Sowohl beim Selbstkostenrichtpreis als auch beim Selbstkostenerstattungspreis kommt es also zu einer Neufestsetzung der Auftragshöhe nach Vertragsschluss. Eine nachträgliche Erhöhung der Auftragssumme ist jedoch so gut wie ausgeschlossen, da die Höhe der erstattungsfähigen Kosten beinahe regelmäßig auf den vertraglich vereinbarten Preis begrenzt ist. Diese beiden Preistypen können folglich lediglich zu einer Reduzierung des ursprünglichen Preises führen.
Es liegt in der Natur der Sache, dass die Interessen des Auftraggebers und des Auftragnehmers bei der Festsetzung des Preistyps unterschiedlich gelagert sind. Der Auftragnehmer wird den Selbstkostenfestpreis favorisieren, weil er damit lediglich eine Vorkalkulation zur Prüfung vorlegen muss. Der Auftraggeber hingegen wird – getrieben vom Sicherheitsdenken – oftmals versuchen, einen Selbstkostenerstattungspreis zu vereinbaren.
Wenn sich bei entsprechenden Meinungsverschiedenheiten die beiden Beteiligten nicht einigen können, kann einer der beiden die zuständige Preisprüfbehörde einschalten, die den Preistyp dann verbindlich festsetzt. Dies kann auch noch nach Abschluss des Auftrages geschehen.
Preisprüfung
Stichwort Preisprüfbehörde: bis zu fünf Jahren nach dem Abschluss des Auftrages hat der Auftraggeber schließlich noch das Recht, eine Preisprüfung zu beantragen. Preisprüffähig sind grundsätzlich alle Preistypen, wobei sich die Prüfungen in der Praxis eindeutig auf Selbstkostenricht- und –erstattungspreise konzentrieren.

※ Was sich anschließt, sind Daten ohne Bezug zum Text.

// Copyright 2024 The Mgt Authors
//
// Licensed under the Apache License, Version 2.0 (the "License");
// you may not use this file except in compliance with the License.
// You may obtain a copy of the License at
//
// https://www.apache.org/licenses/LICENSE-2.0
//
// Unless required by applicable law or agreed to in writing, software
// distributed under the License is distributed on an "AS IS" BASIS,
// WITHOUT WARRANTIES OR CONDITIONS OF ANY KIND, either express or implied.
// See the License for the specific language governing permissions and
// limitations under the License.

//! Shim that runs the user's editor on a seeded temporary buffer.

use std::fs;
use std::process::Command;

use crate::command_error::CommandError;

fn editor_command() -> String {
    for var in ["MGT_EDITOR", "VISUAL", "EDITOR"] {
        if let Some(value) = std::env::var_os(var) {
            let value = value.to_string_lossy().into_owned();
            if !value.is_empty() {
                return value;
            }
        }
    }
    "vi".to_string()
}

/// Writes `seed` to a temporary file, opens the editor on it, and returns
/// the edited content.
pub fn edit_text(seed: &str) -> Result<String, CommandError> {
    let temp_file = tempfile::Builder::new()
        .prefix("mgt-editor-")
        .suffix(".txt")
        .tempfile()?;
    fs::write(temp_file.path(), seed)?;

    let editor = editor_command();
    let mut words = editor.split_whitespace();
    let program = words
        .next()
        .ok_or_else(|| CommandError::user("configured editor is empty"))?;
    let status = Command::new(program)
        .args(words)
        .arg(temp_file.path())
        .status()
        .map_err(|err| CommandError::user(format!("failed to run editor {editor:?}: {err}")))?;
    if !status.success() {
        return Err(CommandError::user(format!(
            "editor {editor:?} exited with {status}"
        )));
    }
    Ok(fs::read_to_string(temp_file.path())?)
}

Die Prüfung von Marktpreisen, die sich nur auf die Vereinbarkeit mit der VOL beziehen würde, ist kaum noch üblich. Eine Prüfung von Selbstkostenfestpreisen, die sich ausschließlich auf die Prüfung der Vorkalkulation erstreckt, wird auch nur noch in seltenen Fällen durchgeführt. Weitaus häufiger ist die Prüfung der anderen beiden Selbstkostenpreise. Bei dieser Prüfung handelt es sich dann beinahe ausschließlich um Kostenprüfungen und darum, ob die abgerechneten Kosten mit den Kalkulationsvorschriften der LSP vereinbar sind. Dort sind die Bestandteile der Selbstkosten aufgeführt, die in der Preisprüfung akzeptiert werden und zu denen z.B. auch – anders als im betrieblichen Rechnungswesen – ein kalkulatorischer Gewinnzuschlag gehört. Eingebürgert hat sich dafür – ohne dass es in der LSP erwähnt wird – ein Zuschlag von ca. 5 %; höchstens aber 6,5 %.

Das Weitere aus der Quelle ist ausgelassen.